Biçimli kaşları daha da çatılırken, gözleri güneşin ışığı ile daha da belirgin bir hal almıştı. Sinirden çenesi seğirmeye başlamış ,yüzü kaskatı kesilmişti bile.
Sık ve sert nefesini burnundan vermesiyle kaşlarımı çattım. Korktuğumu belli etmemeliydim. "Olmam gereken yere!" diye keskin bir dille konuştum. Gözlerimiz birbirine kenetlenmiş, bir savaşı başlatmıştı.
"Olman gereken yer?" bunu daha çok kendisine sormuş gibiydi. Gözleri çakmak çakmaktı. Bununla zorlukla yutkundum ve göz ucuyla etraftakilere baktım. Şu ana kadar fark etmediğim bir kaç insan vardı. Bunlar daha anca gördüğüm yaşlı amcalardan ibaretti. Hepside şaşkın ve bir o kadar da öfkeyle bana bakıyordu. Gözlerindeki nefret de neyin nesiydi ki? Korkuyla bir adım gerilediğimde derin bir yutkunma daha indi boğazımın derinliklerinden.

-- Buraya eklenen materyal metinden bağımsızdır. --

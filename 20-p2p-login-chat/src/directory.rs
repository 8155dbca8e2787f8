//! The online directory: which identities are connected, and from where.
//!
//! The relay builds one from its session table after every join and leave.
//! Clients never patch their copy; they swap it for each new broadcast.

use std::net::IpAddr;

use serde::{Deserialize, Serialize};

#[derive(Debug, Clone, PartialEq, Eq, Hash, Serialize, Deserialize)]
pub struct DirectoryEntry {
    pub identity: String,
    pub address: IpAddr,
}

impl DirectoryEntry {
    pub fn new(identity: impl Into<String>, address: IpAddr) -> Self {
        Self {
            identity: identity.into(),
            address,
        }
    }
}

/// Ordered list of `(identity, address)` pairs.
///
/// Serialises as a bare JSON array of `{"identity", "address"}` objects.
#[derive(Debug, Clone, Default, PartialEq, Eq, Serialize, Deserialize)]
#[serde(transparent)]
pub struct Directory {
    entries: Vec<DirectoryEntry>,
}

impl Directory {
    pub fn entries(&self) -> &[DirectoryEntry] {
        &self.entries
    }

    pub fn len(&self) -> usize {
        self.entries.len()
    }

    pub fn is_empty(&self) -> bool {
        self.entries.is_empty()
    }

    pub fn identities(&self) -> impl Iterator<Item = &str> {
        self.entries.iter().map(|entry| entry.identity.as_str())
    }

    pub fn address_of(&self, identity: &str) -> Option<IpAddr> {
        self.entries
            .iter()
            .find(|entry| entry.identity == identity)
            .map(|entry| entry.address)
    }

    /// Reverse lookup used to attribute incoming peer datagrams.
    pub fn identity_of(&self, address: IpAddr) -> Option<&str> {
        self.entries
            .iter()
            .find(|entry| entry.address == address)
            .map(|entry| entry.identity.as_str())
    }
}

impl FromIterator<DirectoryEntry> for Directory {
    fn from_iter<I: IntoIterator<Item = DirectoryEntry>>(iter: I) -> Self {
        Self {
            entries: iter.into_iter().collect(),
        }
    }
}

Aniden koluma yapışan mengene gibi iri elle neye uğradığımı saşırırken, gözlerim yuvalarından çıkacakmış gibi irice açıldı. Korku denen illet bütün bedenimi ele alırken dudaklarım titremeye başlamıştı. Kirpiklerimi indirip koluma baktığımda uzun parmakların bileğimi bütün gücü ile sıktığını gördüm. Bunun acısıyla gözlerim dolmaya başlamıştı bile.
Hızla başımı kaldırdığımda o bir adım atarak aramızdaki mesafeyi yok ederek bana doğru eğildi. Şimdi yüzü yüzümün hizasındaydı. Bakışlarımız yeniden kesildiğinde orada nefreti gördüm ve bu beni ölesiye korkuttu.
"Olman gereken yerdesin zaten!" sert sözlerinden sonra dudaklarını birbirine kastırdı. Kalbim göğüs kafesinden çıkacakmış gibi delice atmaya davam ederken tekrardan yutkundum. Olmam gereken yer burası değil, teyzemin yanıydı!
"Hayır!" diye öfkeyle bağırdığımda çenesi seğirdi. Yeşile kaçan ela irisleri beklenmedik sözlerimin karşısında kısıldı. Bileğimi ondan kurtarmaya çabalarken sözlerime devam ettim. "Burası değil!" hem ağlıyor hem bağırıyordum. "Burada duramam!" dudaklarımdan acı bir hıçkırık kaçtığında hızla başımı iki yana salladım. "Gitmek istiyorum.!"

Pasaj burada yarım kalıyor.